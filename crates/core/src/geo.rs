//! Coordinates, great-circle distance and map marker models.

use serde::{Deserialize, Serialize};

use crate::sensor::FillStatus;
use crate::urgency::IndicatorColor;

/// Mean Earth radius in kilometres.
pub const EARTH_RADIUS_KM: f64 = 6371.0;

/// Default map centre when no bins are known (Da Nang city centre).
pub const DEFAULT_CENTER: Location = Location {
    lat: 16.070704,
    lon: 108.220329,
};

/// Default map zoom level.
pub const DEFAULT_ZOOM: u8 = 15;

/// A WGS84 coordinate.
#[derive(Debug, Clone, Copy, PartialEq, Serialize, Deserialize)]
pub struct Location {
    pub lat: f64,
    #[serde(alias = "lng")]
    pub lon: f64,
}

impl Location {
    pub fn new(lat: f64, lon: f64) -> Self {
        Self { lat, lon }
    }

    /// Great-circle distance to `other` in kilometres (haversine).
    pub fn distance_km(&self, other: &Location) -> f64 {
        let (lat1, lon1) = (self.lat.to_radians(), self.lon.to_radians());
        let (lat2, lon2) = (other.lat.to_radians(), other.lon.to_radians());
        let dlat = lat2 - lat1;
        let dlon = lon2 - lon1;
        let a = (dlat / 2.0).sin().powi(2) + lat1.cos() * lat2.cos() * (dlon / 2.0).sin().powi(2);
        2.0 * EARTH_RADIUS_KM * a.sqrt().asin()
    }
}

/// Marker status shown on the bin map.
#[derive(Debug, Clone, Copy, PartialEq, Eq, Serialize)]
#[serde(rename_all = "lowercase")]
pub enum MarkerStatus {
    Normal,
    Warning,
    Critical,
}

impl MarkerStatus {
    pub fn color(self) -> IndicatorColor {
        match self {
            Self::Critical => IndicatorColor::Red,
            Self::Warning => IndicatorColor::Yellow,
            Self::Normal => IndicatorColor::Green,
        }
    }
}

impl From<FillStatus> for MarkerStatus {
    fn from(status: FillStatus) -> Self {
        match status {
            FillStatus::Full => Self::Critical,
            FillStatus::AlmostFull => Self::Warning,
            FillStatus::Empty => Self::Normal,
        }
    }
}

/// Everything the mapping provider needs to draw one bin.
#[derive(Debug, Clone, PartialEq, Serialize)]
pub struct MapMarker {
    pub id: String,
    pub label: String,
    pub position: Location,
    pub fill_level: u8,
    pub status: MarkerStatus,
}

impl MapMarker {
    pub fn new(id: impl Into<String>, label: impl Into<String>, position: Location, fill_level: u8) -> Self {
        Self {
            id: id.into(),
            label: label.into(),
            position,
            fill_level,
            status: FillStatus::from_fill_level(fill_level).into(),
        }
    }

    /// Marker fill colour as hex.
    pub fn color_hex(&self) -> &'static str {
        self.status.color().hex()
    }
}

/// Centre of a set of markers, or [`DEFAULT_CENTER`] when empty.
pub fn center_of(markers: &[MapMarker]) -> Location {
    if markers.is_empty() {
        return DEFAULT_CENTER;
    }
    let n = markers.len() as f64;
    let (lat, lon) = markers
        .iter()
        .fold((0.0, 0.0), |(lat, lon), m| (lat + m.position.lat, lon + m.position.lon));
    Location::new(lat / n, lon / n)
}
//! Form validation that runs before any network call.
//!
//! Each `validate_*` function returns the first failing rule as a
//! [`CoreError::Validation`] so a form can show one inline message.

use validator::{Validate, ValidationError, ValidationErrors};

use crate::error::CoreError;

/// Message shown when any required field is empty.
pub const MSG_ALL_FIELDS_REQUIRED: &str = "Please fill in all fields";

// ---------------------------------------------------------------------------
// Registration
// ---------------------------------------------------------------------------

/// The registration form as typed by the user.
#[derive(Debug, Clone, Default, Validate)]
pub struct RegistrationForm {
    #[validate(length(min = 3, message = "Username must be at least 3 characters"))]
    pub username: String,
    #[validate(email(message = "Invalid email address"))]
    pub email: String,
    #[validate(length(min = 6, message = "Password must be at least 6 characters"))]
    pub password: String,
    #[validate(must_match(other = "password", message = "Passwords do not match"))]
    pub confirm_password: String,
}

/// Validate a registration form. Field order decides which message wins.
pub fn validate_registration(form: &RegistrationForm) -> Result<(), CoreError> {
    let required = [
        &form.username,
        &form.email,
        &form.password,
        &form.confirm_password,
    ];
    if required.iter().any(|f| f.trim().is_empty()) {
        return Err(CoreError::Validation(MSG_ALL_FIELDS_REQUIRED.to_string()));
    }
    form.validate()
        .map_err(|e| first_error(&e, &["username", "email", "password", "confirm_password"]))
}

// ---------------------------------------------------------------------------
// MQTT credentials
// ---------------------------------------------------------------------------

/// Credentials for registering a device with the broker.
#[derive(Debug, Clone, Default, Validate)]
pub struct MqttCredentialsForm {
    #[validate(length(min = 1, message = "MQTT username is required"))]
    pub mqtt_username: String,
    #[validate(length(min = 1, message = "MQTT password is required"))]
    pub mqtt_password: String,
    #[validate(custom(function = "validate_broker_url"))]
    pub broker_url: String,
}

pub fn validate_mqtt_credentials(form: &MqttCredentialsForm) -> Result<(), CoreError> {
    form.validate()
        .map_err(|e| first_error(&e, &["mqtt_username", "mqtt_password", "broker_url"]))
}

/// Broker URLs must carry a scheme and a host, e.g. `tcp://broker:1883`.
fn validate_broker_url(url: &str) -> Result<(), ValidationError> {
    match url.split_once("://") {
        Some((scheme, rest)) if !scheme.is_empty() && !rest.is_empty() => Ok(()),
        _ => Err(ValidationError::new("broker_url")
            .with_message("Broker URL must look like scheme://host:port".into())),
    }
}

// ---------------------------------------------------------------------------
// Admin user management
// ---------------------------------------------------------------------------

/// Form for creating a user from the admin screen.
#[derive(Debug, Clone, Default, Validate)]
pub struct NewUserForm {
    #[validate(length(min = 3, message = "Username must be at least 3 characters"))]
    pub username: String,
    #[validate(email(message = "Invalid email address"))]
    pub email: String,
    /// Optional; the backend generates one when omitted.
    #[validate(length(min = 6, message = "Password must be at least 6 characters"))]
    pub password: Option<String>,
}

pub fn validate_new_user(form: &NewUserForm) -> Result<(), CoreError> {
    form.validate()
        .map_err(|e| first_error(&e, &["username", "email", "password"]))
}

// ---------------------------------------------------------------------------
// Helpers
// ---------------------------------------------------------------------------

/// Pick the message of the first failing field, in `order`.
fn first_error(errors: &ValidationErrors, order: &[&str]) -> CoreError {
    let fields = errors.field_errors();
    let message = order
        .iter()
        .filter_map(|name| fields.get(*name))
        .filter_map(|errs| errs.first())
        .map(|err| {
            err.message
                .as_ref()
                .map(|m| m.to_string())
                .unwrap_or_else(|| err.code.to_string())
        })
        .next()
        .unwrap_or_else(|| errors.to_string());
    CoreError::Validation(message)
}
//! Latest reading of every bin, as map markers and status counts.

use std::sync::{Arc, Mutex};
use std::time::Duration;

use binwatch_api::sensors::SensorRecord;
use binwatch_api::ApiClient;
use binwatch_core::geo::{center_of, Location, MapMarker};
use binwatch_core::sensor::{FillStatus, SensorReading};
use binwatch_core::types::Timestamp;
use chrono::Utc;

use super::lock;
use crate::error::ViewError;
use crate::poller::Poller;

/// Number of bins per fill status.
#[derive(Debug, Clone, Copy, Default, PartialEq, Eq)]
pub struct BinCounts {
    pub total: usize,
    pub full: usize,
    pub almost_full: usize,
    pub empty: usize,
}

impl BinCounts {
    pub fn from_records(records: &[SensorRecord]) -> Self {
        records.iter().fold(Self::default(), |mut counts, record| {
            counts.total += 1;
            match record.fill_status() {
                FillStatus::Full => counts.full += 1,
                FillStatus::AlmostFull => counts.almost_full += 1,
                FillStatus::Empty => counts.empty += 1,
            }
            counts
        })
    }
}

#[derive(Debug, Default)]
struct MapState {
    bins: Vec<SensorRecord>,
    error: Option<ViewError>,
    updated_at: Option<Timestamp>,
}

/// Bin map view. Refreshed by polling `/sensor-data/latest` and patched by
/// live readings; the most recent write for a bin wins.
pub struct BinMap {
    api: ApiClient,
    fallback_center: Location,
    state: Mutex<MapState>,
}

impl BinMap {
    pub fn new(api: ApiClient, fallback_center: Location) -> Arc<Self> {
        Arc::new(Self {
            api,
            fallback_center,
            state: Mutex::new(MapState::default()),
        })
    }

    /// Fetch the latest snapshot. A failure keeps the previous bins and
    /// sets the error banner.
    pub async fn refresh(&self) -> Result<(), ViewError> {
        match self.api.sensors().latest().await {
            Ok(bins) => {
                tracing::debug!(bins = bins.len(), "Bin map refreshed");
                self.replace(bins);
                Ok(())
            }
            Err(e) => {
                let err = ViewError::from_api(&e, "Failed to load bin locations");
                lock(&self.state).error = Some(err.clone());
                Err(err)
            }
        }
    }

    /// Refresh every `every` until the returned poller is stopped.
    pub fn start_polling(self: &Arc<Self>, every: Duration) -> Poller {
        let map = Arc::clone(self);
        Poller::spawn("bin-map", every, move || {
            let map = Arc::clone(&map);
            async move { map.refresh().await }
        })
    }

    pub fn replace(&self, bins: Vec<SensorRecord>) {
        let mut state = lock(&self.state);
        state.bins = bins;
        state.error = None;
        state.updated_at = Some(Utc::now());
    }

    /// Patch the bin the reading came from. Returns `false` when the
    /// reading names no node or the node is not on the map yet.
    pub fn apply_reading(&self, reading: &SensorReading) -> bool {
        let Some(node) = reading.values.node.as_deref() else {
            return false;
        };
        let mut state = lock(&self.state);
        let Some(bin) = state.bins.iter_mut().find(|b| b.node_name == node) else {
            return false;
        };
        let values = &reading.values;
        if let Some(distance) = values.distance {
            bin.distance = distance;
        }
        if let Some(gas) = values.gas {
            bin.gas = gas;
        }
        if let (Some(lat), Some(lon)) = (values.latitude, values.longitude) {
            bin.latitude = lat;
            bin.longitude = lon;
        }
        bin.timestamp = reading.received_at.to_rfc3339();
        state.updated_at = Some(reading.received_at);
        true
    }

    pub fn bins(&self) -> Vec<SensorRecord> {
        lock(&self.state).bins.clone()
    }

    pub fn markers(&self) -> Vec<MapMarker> {
        lock(&self.state).bins.iter().map(SensorRecord::to_marker).collect()
    }

    pub fn counts(&self) -> BinCounts {
        BinCounts::from_records(&lock(&self.state).bins)
    }

    /// Centre of the known bins, or the configured centre when none are
    /// known.
    pub fn center(&self) -> Location {
        let markers = self.markers();
        if markers.is_empty() {
            self.fallback_center
        } else {
            center_of(&markers)
        }
    }

    pub fn error(&self) -> Option<ViewError> {
        lock(&self.state).error.clone()
    }

    pub fn dismiss_error(&self) {
        lock(&self.state).error = None;
    }

    pub fn updated_at(&self) -> Option<Timestamp> {
        lock(&self.state).updated_at
    }
}

#[cfg(test)]
mod tests {
    use binwatch_core::geo::MarkerStatus;
    use binwatch_core::token::StaticToken;
    use serde_json::json;

    use super::*;

    fn record(node: &str, distance: f64, lat: f64) -> SensorRecord {
        SensorRecord {
            id: format!("id-{node}"),
            node_name: node.into(),
            latitude: lat,
            longitude: 108.22,
            distance,
            gas: 100.0,
            timestamp: "2024-05-01T10:00:00".into(),
        }
    }

    fn map() -> Arc<BinMap> {
        let api = ApiClient::new("http://127.0.0.1:9/api", Arc::new(StaticToken::none())).unwrap();
        BinMap::new(api, Location::new(10.0, 106.0))
    }

    #[test]
    fn counts_by_fill_status() {
        let counts = BinCounts::from_records(&[
            record("a", 30.0, 16.0),
            record("b", 90.0, 16.0),
            record("c", 140.0, 16.0),
            record("d", 20.0, 16.0),
        ]);
        assert_eq!(
            counts,
            BinCounts {
                total: 4,
                full: 2,
                almost_full: 1,
                empty: 1
            }
        );
    }

    #[test]
    fn center_falls_back_when_empty() {
        let map = map();
        assert_eq!(map.center(), Location::new(10.0, 106.0));

        map.replace(vec![record("a", 30.0, 16.0), record("b", 30.0, 16.2)]);
        let center = map.center();
        assert!((center.lat - 16.1).abs() < 1e-9);
        assert_eq!(map.markers()[0].status, MarkerStatus::Critical);
    }

    #[test]
    fn live_reading_overwrites_polled_value() {
        let map = map();
        map.replace(vec![record("node1", 140.0, 16.0)]);
        assert_eq!(map.counts().empty, 1);

        let reading = SensorReading::from_payload(&json!({"node": "node1", "distance": 30.0}), Utc::now()).unwrap();
        assert!(map.apply_reading(&reading));
        assert_eq!(map.counts().full, 1);

        let stranger = SensorReading::from_payload(&json!({"node": "node9", "distance": 30.0}), Utc::now()).unwrap();
        assert!(!map.apply_reading(&stranger));
    }

    #[tokio::test]
    async fn failed_refresh_keeps_bins_and_sets_banner() {
        let map = map();
        map.replace(vec![record("a", 30.0, 16.0)]);

        let err = map.refresh().await.unwrap_err();
        assert_eq!(err, ViewError::Fetch("Failed to load bin locations".into()));
        assert_eq!(map.bins().len(), 1);
        assert_eq!(map.error(), Some(err));

        map.dismiss_error();
        assert!(map.error().is_none());
    }
}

Required action:
Word for word, quote the lines of the material from the first line through the line with "radius in kilometres.", both ends included.

Solution to this exercise:
filename crates/core/src/geo.rs
//! Coordinates, great-circle distance and map marker models.

use serde::{Deserialize, Serialize};

use crate::sensor::FillStatus;
use crate::urgency::IndicatorColor;

/// Mean Earth radius in kilometres.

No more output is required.